ACTIVITY: Working through the lines below, return each one that holds "conversation".
*** Block opens ***
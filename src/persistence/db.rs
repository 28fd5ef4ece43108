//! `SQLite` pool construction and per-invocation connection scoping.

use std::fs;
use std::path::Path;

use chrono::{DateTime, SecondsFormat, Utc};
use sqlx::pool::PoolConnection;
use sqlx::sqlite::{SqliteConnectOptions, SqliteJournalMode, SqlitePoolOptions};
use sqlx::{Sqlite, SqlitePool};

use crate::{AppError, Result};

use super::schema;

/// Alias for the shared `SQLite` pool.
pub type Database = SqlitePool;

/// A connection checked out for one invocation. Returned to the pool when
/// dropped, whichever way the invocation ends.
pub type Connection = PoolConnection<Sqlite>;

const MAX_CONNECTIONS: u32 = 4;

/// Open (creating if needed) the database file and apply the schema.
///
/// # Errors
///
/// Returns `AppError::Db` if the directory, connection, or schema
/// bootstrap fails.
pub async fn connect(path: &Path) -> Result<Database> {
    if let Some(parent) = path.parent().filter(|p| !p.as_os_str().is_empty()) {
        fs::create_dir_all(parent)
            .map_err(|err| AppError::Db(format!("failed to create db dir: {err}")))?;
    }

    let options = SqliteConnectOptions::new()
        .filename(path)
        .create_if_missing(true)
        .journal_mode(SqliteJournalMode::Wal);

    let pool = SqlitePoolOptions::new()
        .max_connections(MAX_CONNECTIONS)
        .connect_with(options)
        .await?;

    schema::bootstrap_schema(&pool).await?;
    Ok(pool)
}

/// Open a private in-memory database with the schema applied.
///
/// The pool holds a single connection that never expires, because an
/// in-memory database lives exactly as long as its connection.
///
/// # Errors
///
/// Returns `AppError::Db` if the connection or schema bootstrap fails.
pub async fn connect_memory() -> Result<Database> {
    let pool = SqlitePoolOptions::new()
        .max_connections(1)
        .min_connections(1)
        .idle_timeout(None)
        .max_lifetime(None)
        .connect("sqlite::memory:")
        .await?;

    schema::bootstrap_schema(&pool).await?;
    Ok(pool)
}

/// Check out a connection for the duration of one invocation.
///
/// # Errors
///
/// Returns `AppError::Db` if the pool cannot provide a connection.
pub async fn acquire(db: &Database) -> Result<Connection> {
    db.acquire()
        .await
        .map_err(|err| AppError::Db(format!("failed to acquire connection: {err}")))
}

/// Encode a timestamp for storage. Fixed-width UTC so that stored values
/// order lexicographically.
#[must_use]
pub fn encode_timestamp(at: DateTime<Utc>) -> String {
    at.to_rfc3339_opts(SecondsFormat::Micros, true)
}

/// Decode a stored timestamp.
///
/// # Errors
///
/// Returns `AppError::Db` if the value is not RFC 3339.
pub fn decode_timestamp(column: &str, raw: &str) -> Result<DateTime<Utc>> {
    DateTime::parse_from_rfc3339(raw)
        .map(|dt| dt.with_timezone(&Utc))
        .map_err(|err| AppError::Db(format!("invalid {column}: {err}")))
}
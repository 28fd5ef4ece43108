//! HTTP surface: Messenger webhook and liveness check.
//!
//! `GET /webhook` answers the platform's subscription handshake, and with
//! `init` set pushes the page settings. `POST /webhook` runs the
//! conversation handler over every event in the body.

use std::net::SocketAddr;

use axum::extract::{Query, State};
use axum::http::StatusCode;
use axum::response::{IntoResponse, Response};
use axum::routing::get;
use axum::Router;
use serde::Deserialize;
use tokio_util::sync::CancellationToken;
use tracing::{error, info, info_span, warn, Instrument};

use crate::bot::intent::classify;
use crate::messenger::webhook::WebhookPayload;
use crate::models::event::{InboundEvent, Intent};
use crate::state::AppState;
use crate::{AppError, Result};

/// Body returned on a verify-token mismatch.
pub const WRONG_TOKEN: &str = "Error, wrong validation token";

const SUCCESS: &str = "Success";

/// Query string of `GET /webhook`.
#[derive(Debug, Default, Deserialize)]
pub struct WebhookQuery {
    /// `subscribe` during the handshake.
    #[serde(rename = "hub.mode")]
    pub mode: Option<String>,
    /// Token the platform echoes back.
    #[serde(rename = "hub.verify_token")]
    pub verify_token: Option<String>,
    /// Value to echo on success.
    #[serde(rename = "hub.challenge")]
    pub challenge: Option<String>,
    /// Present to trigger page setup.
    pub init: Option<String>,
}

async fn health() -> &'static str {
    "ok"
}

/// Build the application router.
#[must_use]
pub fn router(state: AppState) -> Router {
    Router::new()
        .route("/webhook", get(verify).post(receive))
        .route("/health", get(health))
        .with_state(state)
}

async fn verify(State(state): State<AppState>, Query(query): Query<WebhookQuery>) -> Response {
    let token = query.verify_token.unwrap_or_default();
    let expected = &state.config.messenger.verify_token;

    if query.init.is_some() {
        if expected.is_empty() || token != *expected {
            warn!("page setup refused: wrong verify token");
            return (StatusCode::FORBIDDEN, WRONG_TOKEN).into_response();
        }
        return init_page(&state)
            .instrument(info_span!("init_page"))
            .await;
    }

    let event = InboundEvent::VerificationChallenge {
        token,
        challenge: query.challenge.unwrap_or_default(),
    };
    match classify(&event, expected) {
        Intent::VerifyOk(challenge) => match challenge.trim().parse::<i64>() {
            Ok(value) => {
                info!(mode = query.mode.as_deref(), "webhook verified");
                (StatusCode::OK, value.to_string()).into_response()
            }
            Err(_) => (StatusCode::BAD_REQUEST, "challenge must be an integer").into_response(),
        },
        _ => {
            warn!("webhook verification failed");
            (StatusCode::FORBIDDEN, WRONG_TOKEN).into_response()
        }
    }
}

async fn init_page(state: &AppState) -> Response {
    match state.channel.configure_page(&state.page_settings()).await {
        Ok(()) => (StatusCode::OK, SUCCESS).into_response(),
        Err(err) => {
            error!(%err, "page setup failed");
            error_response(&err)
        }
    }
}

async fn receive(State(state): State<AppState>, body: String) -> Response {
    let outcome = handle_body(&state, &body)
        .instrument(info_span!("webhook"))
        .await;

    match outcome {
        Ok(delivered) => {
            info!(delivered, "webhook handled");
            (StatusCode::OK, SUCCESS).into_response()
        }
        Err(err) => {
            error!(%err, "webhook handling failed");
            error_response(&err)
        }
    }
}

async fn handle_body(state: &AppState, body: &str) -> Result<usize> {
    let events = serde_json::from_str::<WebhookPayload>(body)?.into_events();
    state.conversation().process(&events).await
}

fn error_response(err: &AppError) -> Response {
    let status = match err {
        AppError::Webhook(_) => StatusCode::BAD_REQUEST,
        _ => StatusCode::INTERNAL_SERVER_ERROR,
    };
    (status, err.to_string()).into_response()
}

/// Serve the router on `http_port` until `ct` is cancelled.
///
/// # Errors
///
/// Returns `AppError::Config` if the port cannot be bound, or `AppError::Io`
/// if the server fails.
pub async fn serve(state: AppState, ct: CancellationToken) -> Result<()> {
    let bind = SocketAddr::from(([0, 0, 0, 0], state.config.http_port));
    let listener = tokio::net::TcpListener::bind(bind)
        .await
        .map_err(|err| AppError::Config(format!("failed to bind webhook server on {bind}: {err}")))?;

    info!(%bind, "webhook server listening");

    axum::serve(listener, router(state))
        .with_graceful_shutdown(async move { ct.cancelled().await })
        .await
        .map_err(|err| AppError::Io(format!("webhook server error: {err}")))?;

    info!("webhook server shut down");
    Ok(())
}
*** Block closes ***
ANSWER:
//! conversation handler over every event in the body.
    state.conversation().process(&events).await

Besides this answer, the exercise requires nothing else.